The common methods and skills of factorization Tian Fayin factorization is an important identity deformation in junior high school algebra and an important means and tool to deal with mathematician problems. Related topics are very common in senior high school entrance examinations and math competitions.

For special factorization, in addition to common basic methods such as factorization, formula, grouping decomposition and cross multiplication, some special methods should be flexibly selected according to the specific structural characteristics of polynomials, which can not only turn difficult problems into difficult ones, simplify complex problems, but also help cultivate students' habit of exploring and seeking new things.

Improve students' mathematical thinking ability. Several commonly used methods and skills in factorization are listed as follows for students' reference.
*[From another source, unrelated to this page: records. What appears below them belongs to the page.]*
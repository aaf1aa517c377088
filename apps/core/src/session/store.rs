//! Session storage.
//!
//! The chat service only needs "read current transcript" and "write updated
//! transcript" per session id, last write wins. Lifecycle (creation on first
//! write, expiry, eviction) belongs to the store.

use async_trait::async_trait;
use lru::LruCache;
use std::num::NonZeroUsize;
use std::time::{Duration, Instant};
use tokio::sync::Mutex;
use tracing::{debug, info};

use super::transcript::Transcript;
use crate::error::AppError;

/// Defines the public interface for a session transcript store.
///
/// This trait abstracts where transcripts live, so the in-memory store can be
/// swapped for a shared backend without touching the chat service.
#[async_trait]
pub trait SessionStore: Send + Sync + 'static {
    /// Returns the session's transcript, or an empty one if the session is unknown or expired.
    async fn load(&self, session_id: &str) -> Result<Transcript, AppError>;

    /// Replaces the session's transcript, creating the session if needed.
    async fn save(&self, session_id: &str, transcript: Transcript) -> Result<(), AppError>;

    /// Number of live sessions.
    async fn session_count(&self) -> usize;
}

struct StoredSession {
    transcript: Transcript,
    last_access: Instant,
}

/// In-memory store with a capacity bound (least recently used sessions are
/// evicted first) and an idle expiry.
pub struct MemorySessionStore {
    sessions: Mutex<LruCache<String, StoredSession>>,
    ttl: Duration,
}

impl MemorySessionStore {
    pub fn new(capacity: NonZeroUsize, ttl: Duration) -> Self {
        Self {
            sessions: Mutex::new(LruCache::new(capacity)),
            ttl,
        }
    }

    fn is_expired(&self, session: &StoredSession, now: Instant) -> bool {
        now.duration_since(session.last_access) > self.ttl
    }

    /// Removes every session idle for longer than the TTL. Returns how many were dropped.
    pub async fn purge_expired(&self) -> usize {
        let now = Instant::now();
        let mut sessions = self.sessions.lock().await;

        let expired: Vec<String> = sessions
            .iter()
            .filter(|(_, session)| self.is_expired(session, now))
            .map(|(id, _)| id.clone())
            .collect();

        for id in &expired {
            sessions.pop(id);
        }

        if !expired.is_empty() {
            info!("Purged {} expired sessions", expired.len());
        }
        expired.len()
    }
}

#[async_trait]
impl SessionStore for MemorySessionStore {
    async fn load(&self, session_id: &str) -> Result<Transcript, AppError> {
        let now = Instant::now();
        let mut sessions = self.sessions.lock().await;

        let expired = match sessions.get_mut(session_id) {
            Some(session) if !self.is_expired(session, now) => {
                session.last_access = now;
                return Ok(session.transcript.clone());
            }
            Some(_) => true,
            None => false,
        };

        if expired {
            debug!(session_id, "Session expired");
            sessions.pop(session_id);
        }
        Ok(Transcript::new())
    }

    async fn save(&self, session_id: &str, transcript: Transcript) -> Result<(), AppError> {
        let mut sessions = self.sessions.lock().await;
        let evicted = sessions.push(
            session_id.to_string(),
            StoredSession {
                transcript,
                last_access: Instant::now(),
            },
        );
        if let Some((evicted_id, _)) = evicted {
            if evicted_id != session_id {
                debug!(session_id = %evicted_id, "Session evicted at capacity");
            }
        }
        Ok(())
    }

    async fn session_count(&self) -> usize {
        self.sessions.lock().await.len()
    }
}

#[cfg(test)]
mod tests {
    use super::*;
    use crate::models::Speaker;

    fn store(capacity: usize, ttl: Duration) -> MemorySessionStore {
        MemorySessionStore::new(NonZeroUsize::new(capacity).unwrap(), ttl)
    }

    fn transcript_with(text: &str) -> Transcript {
        let mut transcript = Transcript::new();
        transcript.push(Speaker::User, text);
        transcript
    }

    #[tokio::test]
    async fn test_unknown_session_is_empty() {
        let store = store(4, Duration::from_secs(60));
        assert!(store.load("nobody").await.unwrap().is_empty());
        assert_eq!(store.session_count().await, 0);
    }

    #[tokio::test]
    async fn test_last_write_wins() {
        let store = store(4, Duration::from_secs(60));
        store.save("s1", transcript_with("first")).await.unwrap();
        store.save("s1", transcript_with("second")).await.unwrap();

        let loaded = store.load("s1").await.unwrap();
        assert_eq!(loaded.len(), 1);
        assert_eq!(loaded.entries()[0].text, "second");
    }

    #[tokio::test]
    async fn test_sessions_are_independent() {
        let store = store(4, Duration::from_secs(60));
        store.save("a", transcript_with("alpha")).await.unwrap();
        store.save("b", transcript_with("beta")).await.unwrap();
        store.save("a", Transcript::new()).await.unwrap();

        assert!(store.load("a").await.unwrap().is_empty());
        assert_eq!(store.load("b").await.unwrap().entries()[0].text, "beta");
        assert_eq!(store.session_count().await, 2);
    }

    #[tokio::test]
    async fn test_capacity_evicts_least_recent() {
        let store = store(2, Duration::from_secs(60));
        store.save("a", transcript_with("a")).await.unwrap();
        store.save("b", transcript_with("b")).await.unwrap();
        // touch "a" so "b" becomes the eviction candidate
        store.load("a").await.unwrap();
        store.save("c", transcript_with("c")).await.unwrap();

        assert_eq!(store.session_count().await, 2);
        assert!(store.load("b").await.unwrap().is_empty());
        assert!(!store.load("a").await.unwrap().is_empty());
    }

    #[tokio::test]
    async fn test_idle_sessions_expire() {
        let store = store(4, Duration::from_millis(50));
        store.save("s1", transcript_with("hello")).await.unwrap();
        store.save("s2", transcript_with("hello")).await.unwrap();

        tokio::time::sleep(Duration::from_millis(80)).await;

        assert!(store.load("s1").await.unwrap().is_empty());
        assert_eq!(store.purge_expired().await, 1);
        assert_eq!(store.session_count().await, 0);
    }
}
//! Per-session conversation state: the transcript and where it is stored.

pub mod store;
pub mod transcript;

pub use store::{MemorySessionStore, SessionStore};
pub use transcript::Transcript;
In the factorization process of some polynomials, if one term (or several terms) of polynomials is properly decomposed into algebraic sums of several terms, and then decomposed by basic methods, the problem will be solved easily.

Generally speaking, if every term of a polynomial has a common factor, you can put this common factor outside parentheses and write the polynomial in the form of factor product. This factorization method is called common factor method. AM+BM+CM = M (A+B+C)。

Specific methods: when all the coefficients are integers, the coefficients of the common factor formula should take the greatest common divisor of all the coefficients; If the first term of the polynomial is negative, a "-"sign should be put forward to make the coefficient of the first term in brackets positive.